The Food and Agriculture Organization of the United Nations (FAO)’s global food commodity price index hit an all-time high last month, up nearly 13% from February to March 2022, fueled mainly by a 17% rise in cereals prices and a 23% jump in vegetable oil prices. These jumps follow steady increases throughout 2021. Overall, food prices have risen more than one-third globally over the past 12 months. But fully half of that increase has come since January when Russia’s imminent invasion became apparent to the world.

 

Why has this happened? The media has rightly focused on disruptions to Ukrainian and Russian exports of cereals like wheat and maize and of vegetable oils. These trade disruptions matter because both countries are leading exporters, especially to the Middle East, West Asia, and Africa. Russia is also the world’s largest exporter of fertilizers, shortages of which will impact cereals and oilseeds production over the next growing season elsewhere in the world.

 

Keep in mind that commodity prices have risen sharply while the world enjoys some of the highest commodity storage rates – relative to consumption – in a generation. Those stocks buffer us against sharper price rises.

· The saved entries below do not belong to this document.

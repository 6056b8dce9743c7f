use std::collections::VecDeque;

use sweep_input::{Point, PointerButton};
use sweep_protocol::Action;

#[derive(Clone, Debug, PartialEq)]
pub enum PointerInput {
    Down { pos: Point, button: PointerButton },
    Move { pos: Point },
    Up { pos: Point },
    /// Cancel, pointer leaving the surface, or focus loss.
    Cancel,
    Wheel { dx: f64, dy: f64 },
    TouchStart { id: u64, pos: Point },
    TouchMove { id: u64, pos: Point },
    TouchEnd { id: u64, pos: Point },
    TouchCancel { id: u64 },
}

pub enum Event {
    // Stream
    /// One decoded inbound batch; `rejected` entries failed to decode and were dropped.
    ActionsReceived { actions: Vec<Action>, rejected: usize },
    /// Transport (re)connected; the authority needs camera and size again.
    Connected,

    // Input
    Pointer { input: PointerInput, time_ms: u64 },
}

impl Event {
    pub fn label(&self) -> &'static str {
        match self {
            Event::ActionsReceived { .. } => "ActionsReceived",
            Event::Connected => "Connected",
            Event::Pointer { .. } => "Pointer",
        }
    }
}

pub struct EventEnvelope {
    /// Frame the event was queued for.
    pub tick: u64,
    pub kind: Event,
}

/// Events received between frames, drained in arrival order by the next frame.
#[derive(Default)]
pub struct EventQueue {
    pending: VecDeque<EventEnvelope>,
    pub now: u64,
}

impl EventQueue {
    pub fn new() -> Self {
        Self::default()
    }

    pub fn emit(&mut self, kind: Event) {
        let tick = self.now;
        self.pending.push_back(EventEnvelope { tick, kind });
    }

    pub fn pop_ready(&mut self) -> Option<EventEnvelope> {
        self.pending.pop_front()
    }

    pub fn advance_tick(&mut self) {
        self.now = self.now.wrapping_add(1);
    }
}
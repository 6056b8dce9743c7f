use sweep_chunk::{TileGrid, TileRef, Tint};
use sweep_geom::PartitionKey;

/// Stable index of a slot in the pool, independent of the partition bound to it.
#[derive(Clone, Copy, Debug, PartialEq, Eq, Hash, PartialOrd, Ord)]
pub struct SlotId(pub usize);

#[derive(Clone, Debug, Default, PartialEq, Eq)]
pub enum SlotState {
    #[default]
    Free,
    Bound(PartitionKey),
}

/// One renderable chunk: a tile grid, per-tile tints, and its binding.
pub struct ChunkSlot {
    pub(crate) state: SlotState,
    pub(crate) tiles: TileGrid,
    tints: Vec<Tint>,
    visible: bool,
    label: Option<String>,
    /// Bumped on every bind and release so stale references can be detected.
    generation: u64,
    /// Grid changed since the backend last saw it.
    pub(crate) tiles_dirty: bool,
    /// Tints changed since the backend last saw them.
    tints_dirty: bool,
}

impl ChunkSlot {
    pub(crate) fn new(partition_size: usize) -> Self {
        Self {
            state: SlotState::Free,
            tiles: TileGrid::filled(partition_size, TileRef::default()),
            tints: vec![Tint::NEUTRAL; partition_size * partition_size],
            visible: false,
            label: None,
            generation: 0,
            tiles_dirty: false,
            tints_dirty: false,
        }
    }

    pub(crate) fn bind(&mut self, key: PartitionKey) {
        self.label = Some(key.to_string());
        self.state = SlotState::Bound(key);
        self.visible = true;
        self.generation = self.generation.wrapping_add(1);
        self.reset_tints();
        self.tiles_dirty = true;
    }

    pub(crate) fn release(&mut self) {
        self.state = SlotState::Free;
        self.visible = false;
        self.label = None;
        self.generation = self.generation.wrapping_add(1);
        self.reset_tints();
    }

    fn reset_tints(&mut self) {
        if self.tints.iter().any(|t| !t.is_neutral()) {
            self.tints.fill(Tint::NEUTRAL);
            self.tints_dirty = true;
        }
    }

    pub(crate) fn set_tint(&mut self, tile: usize, tint: Tint) {
        if let Some(t) = self.tints.get_mut(tile) {
            if *t != tint {
                *t = tint;
                self.tints_dirty = true;
            }
        }
    }

    #[inline]
    pub fn state(&self) -> &SlotState {
        &self.state
    }

    #[inline]
    pub fn key(&self) -> Option<&PartitionKey> {
        match &self.state {
            SlotState::Bound(k) => Some(k),
            SlotState::Free => None,
        }
    }

    #[inline]
    pub fn is_bound(&self) -> bool {
        matches!(self.state, SlotState::Bound(_))
    }

    #[inline]
    pub fn tiles(&self) -> &TileGrid {
        &self.tiles
    }

    #[inline]
    pub fn tints(&self) -> &[Tint] {
        &self.tints
    }

    #[inline]
    pub fn visible(&self) -> bool {
        self.visible
    }

    /// Debug label drawn over the chunk, `"x, y"` of its partition key.
    #[inline]
    pub fn label(&self) -> Option<&str> {
        self.label.as_deref()
    }

    #[inline]
    pub fn generation(&self) -> u64 {
        self.generation
    }

    /// Returns and clears the dirty flags as `(tiles, tints)`.
    pub fn take_dirty(&mut self) -> (bool, bool) {
        let out = (self.tiles_dirty, self.tints_dirty);
        self.tiles_dirty = false;
        self.tints_dirty = false;
        out
    }
}
mod app;
mod camera;
mod config;
mod event;
mod headless;
mod tileset;
mod viewport;


use std::error::Error;
use std::fs::File;
use std::io::{self, BufRead, BufReader};
use std::path::{Path, PathBuf};
use std::thread;
use std::time::{Duration, Instant};

use clap::Parser;
use crossbeam_channel::{Receiver, select, unbounded};

use app::App;
use config::EngineConfig;
use event::Event;
use headless::{HeadlessBackend, JsonLinesTransport, ScriptMsg, parse_script_line};
use tileset::Tileset;

#[derive(Debug, Parser)]
#[command(
    name = "sweep",
    about = "Headless driver for the infinite-canvas tile viewport",
    version
)]
struct Cli {
    /// Engine tuning (TOML). Defaults apply when omitted.
    #[arg(long)]
    config: Option<PathBuf>,

    /// Tile atlas offsets (JSON object of id -> [x, y]).
    #[arg(long)]
    tileset: PathBuf,

    /// Replay script, one action batch or input op per line. `-` reads stdin.
    #[arg(long, default_value = "-")]
    actions: String,

    /// Write logs to this file instead of stderr.
    #[arg(long = "log-file")]
    log_file: Option<PathBuf>,

    /// Frames to run after the script ends.
    #[arg(long, default_value_t = 1)]
    frames: u64,

    #[arg(long, default_value_t = 800)]
    width: i32,

    #[arg(long, default_value_t = 600)]
    height: i32,

    /// Drive frames from the wall clock instead of the script's `wait` ops.
    #[arg(long)]
    realtime: bool,
}

fn main() {
    let cli = Cli::parse();
    if let Err(e) = init_logging(cli.log_file.as_deref()) {
        eprintln!("sweep: cannot initialise logging: {}", e);
        std::process::exit(2);
    }
    if let Err(e) = run(cli) {
        log::error!("{}", e);
        eprintln!("sweep: {}", e);
        std::process::exit(1);
    }
}

fn init_logging(log_file: Option<&Path>) -> Result<(), Box<dyn Error>> {
    match log_file {
        Some(path) => {
            let file = File::create(path)?;
            simplelog::WriteLogger::init(
                simplelog::LevelFilter::Debug,
                simplelog::Config::default(),
                file,
            )?;
        }
        None => {
            env_logger::Builder::from_env(env_logger::Env::default().default_filter_or("info"))
                .target(env_logger::Target::Stderr)
                .init();
        }
    }
    Ok(())
}

fn run(cli: Cli) -> Result<(), Box<dyn Error>> {
    let cfg = match &cli.config {
        Some(path) => EngineConfig::from_path(path)?,
        None => EngineConfig::default(),
    };
    let tileset = Tileset::from_path(&cli.tileset, cfg.texture_size)?;
    let frame_ms = cfg.frame_ms;
    let backend = HeadlessBackend::new(cli.width, cli.height);
    let transport = JsonLinesTransport::new(io::stdout().lock());
    let mut app = App::new(cfg, tileset, backend, transport);

    let rx = spawn_reader(&cli.actions)?;
    app.push(Event::Connected);

    let mut now_ms = if cli.realtime {
        run_realtime(&mut app, &rx, frame_ms)
    } else {
        run_replay(&mut app, &rx, frame_ms)
    };
    for _ in 0..cli.frames {
        app.frame(now_ms);
        now_ms += frame_ms;
    }

    let pool = app.pool.stats();
    log::info!(
        target: "events",
        "done: {} frames, {} actions applied, {} rejected, {} taps dropped, {} messages; pool {:?}",
        app.stats.frames,
        app.stats.actions_applied,
        app.stats.actions_rejected,
        app.stats.taps_dropped,
        app.stats.messages_sent,
        pool
    );
    log::debug!(target: "events", "events by label: {:?}", app.events_by_label());
    log::debug!(target: "events", "visible chunks: {:?}", app.backend.visible_labels());
    app.backend.log_summary();
    Ok(())
}

type HeadlessApp<'a> = App<HeadlessBackend, JsonLinesTransport<io::StdoutLock<'a>>>;

/// Reads the script on its own thread; parsed lines arrive over the channel.
fn spawn_reader(source: &str) -> Result<Receiver<ScriptMsg>, Box<dyn Error>> {
    let reader: Box<dyn BufRead + Send> = if source == "-" {
        Box::new(BufReader::new(io::stdin()))
    } else {
        Box::new(BufReader::new(File::open(source)?))
    };
    let (tx, rx) = unbounded();
    thread::Builder::new()
        .name("sweep-reader".into())
        .spawn(move || {
            for (n, line) in reader.lines().enumerate() {
                let line = match line {
                    Ok(line) => line,
                    Err(e) => {
                        log::warn!(target: "stream", "read failed after line {}: {}", n, e);
                        break;
                    }
                };
                match parse_script_line(&line) {
                    Ok(Some(msg)) => {
                        if tx.send(msg).is_err() {
                            break;
                        }
                    }
                    Ok(None) => {}
                    Err(e) => log::warn!(target: "stream", "line {}: {}", n + 1, e),
                }
            }
        })?;
    Ok(rx)
}

/// Feeds one script message into the app. Returns the virtual time to let pass.
fn dispatch(app: &mut HeadlessApp<'_>, msg: ScriptMsg, now_ms: u64) -> u64 {
    match msg {
        ScriptMsg::Batch { actions, rejected } => {
            app.push(Event::ActionsReceived { actions, rejected });
        }
        ScriptMsg::Pointer(input) => {
            app.push(Event::Pointer { input, time_ms: now_ms });
        }
        ScriptMsg::Resize { width, height } => app.backend.set_size(width, height),
        ScriptMsg::Connect => {
            app.push(Event::Connected);
        }
        ScriptMsg::Wait { ms } => return ms,
    }
    0
}

// Deterministic: frames advance only on `wait` ops, in fixed steps.
fn run_replay(app: &mut HeadlessApp<'_>, rx: &Receiver<ScriptMsg>, frame_ms: u64) -> u64 {
    let mut now_ms = 0;
    while let Ok(msg) = rx.recv() {
        let wait = dispatch(app, msg, now_ms);
        for _ in 0..wait.div_ceil(frame_ms) {
            app.frame(now_ms);
            now_ms += frame_ms;
        }
    }
    now_ms
}

fn run_realtime(app: &mut HeadlessApp<'_>, rx: &Receiver<ScriptMsg>, frame_ms: u64) -> u64 {
    let start = Instant::now();
    let ticker = crossbeam_channel::tick(Duration::from_millis(frame_ms));
    let elapsed = |start: Instant| start.elapsed().as_millis() as u64;
    loop {
        select! {
            recv(rx) -> msg => match msg {
                Ok(msg) => {
                    dispatch(app, msg, elapsed(start));
                }
                Err(_) => break,
            },
            recv(ticker) -> _ => app.frame(elapsed(start)),
        }
    }
    elapsed(start)
}
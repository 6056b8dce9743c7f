use num_bigint::{BigInt, Sign};
use proptest::prelude::*;
use sweep_geom::{Coordinate, PartitionKey, saturating_i64};

// Magnitudes well past 64 bits.
fn huge() -> impl Strategy<Value = BigInt> {
    (any::<bool>(), prop::collection::vec(any::<u32>(), 0..6)).prop_map(|(neg, digits)| {
        let sign = if neg { Sign::Minus } else { Sign::Plus };
        BigInt::from_slice(sign, &digits)
    })
}

fn coord() -> impl Strategy<Value = Coordinate> {
    (huge(), huge()).prop_map(|(x, y)| Coordinate { x, y })
}

proptest! {
    #[test]
    fn sub_undoes_add(a in coord(), b in coord()) {
        let sum = &a + &b;
        prop_assert_eq!(&sum - &b, a);
    }

    #[test]
    fn mod_floor_stays_in_cell(c in coord(), m in 1i64..4096) {
        let r = c.mod_floor(m);
        let (rx, ry) = r.saturating_i64();
        prop_assert!((0..m).contains(&rx));
        prop_assert!((0..m).contains(&ry));
        // c == div_floor * m + mod_floor
        let back = &(&c.div_floor(m) * m) + &r;
        prop_assert_eq!(back, c);
    }

    #[test]
    fn abs_delta_of_nearby_points_is_exact(c in coord(), dx in -1_000_000i64..1_000_000, dy in -1_000_000i64..1_000_000) {
        let moved = c.offset(dx, dy);
        prop_assert_eq!(moved.abs_delta(&c), (dx.abs(), dy.abs()));
    }

    #[test]
    fn decimal_encoding_is_lossless(c in coord()) {
        let (x, y) = c.to_decimal();
        prop_assert_eq!(Coordinate::from_decimal(&x, &y).unwrap(), c);
    }

    #[test]
    fn tile_at_matches_manual_formula(k in coord(), n in 1usize..64, lx in 0i64..64, ly in 0i64..64) {
        let key = PartitionKey(k.clone());
        let tile = key.tile_at(n, lx, ly);
        prop_assert_eq!(tile.x, &k.x * n as i64 + lx);
        prop_assert_eq!(tile.y, &k.y * n as i64 + ly);
    }
}

#[test]
fn keys_compare_by_value() {
    let a = PartitionKey::new(BigInt::from(7) << 100u32, -3);
    let b = PartitionKey::new(BigInt::from(7) << 100u32, -3);
    assert_eq!(a, b);
    assert_ne!(a, PartitionKey::new(7, -3));
}

#[test]
fn saturating_keeps_small_values() {
    assert_eq!(saturating_i64(&BigInt::from(-42)), -42);
}

#[test]
fn serializes_as_decimal_strings() {
    let c = Coordinate::new(BigInt::from(1) << 70u32, -1);
    let json = serde_json::to_string(&c).unwrap();
    assert_eq!(json, r#"{"x":"1180591620717411303424","y":"-1"}"#);
}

If 2022 growing conditions prove strong in major growing regions – both exporters like Argentina, Australia, Brazil, and the U.S. and importers like China and India – market price disruptions will dissipate. But the war makes us all far more vulnerable to droughts, floods, or supply chain problems than we were on New Year’s Day.

But commodity price rises are not the only story behind the impacts on families’ grocery bills. Food prices have also risen because the war has disrupted global crude oil markets, which drive the price of liquid transport fuels. Benchmark oil prices are up more than 45% since the start of the year, as many of us noticed at the gas station.

 

That matters because, according to USDA’s Economic Research Service (ERS), the average American’s grocery bill embodies transportation and energy costs every bit as much as farm production costs. Indeed, globally, only 27% of consumer spending on food consumed at home flows back to farmers – and much less of food consumed away from home, in restaurants or schools, for example – including to pay for fertilizers and fuel for machinery. Food consumers mainly pay for costs that accrue after agricultural commodities leave the farm.

 

As prominently as transport costs feature in the grocery bills of Americans, they loom even larger in low-income countries, especially in land-locked areas located hundreds or thousands of miles of low-quality roads from ocean ports. A study of east African markets found that retail prices for a staple cereal, maize, respond faster and stronger to global oil price shocks than to global maize prices.

 

So, who gets hurt by the disruptions to agricultural commodities and oil markets caused by Russia’s invasion of Ukraine? The billions of people already struggling to afford a healthy diet. Many U.S. consumers may barely notice an impact because, according to ERS, the average U.S. household spends less than 9% of disposable income on food. But the poorest 20% of US households spend three times more, on average, 27% of their income. A double-digit rise in a cost that absorbs more than a quarter of one’s budget hurts a lot.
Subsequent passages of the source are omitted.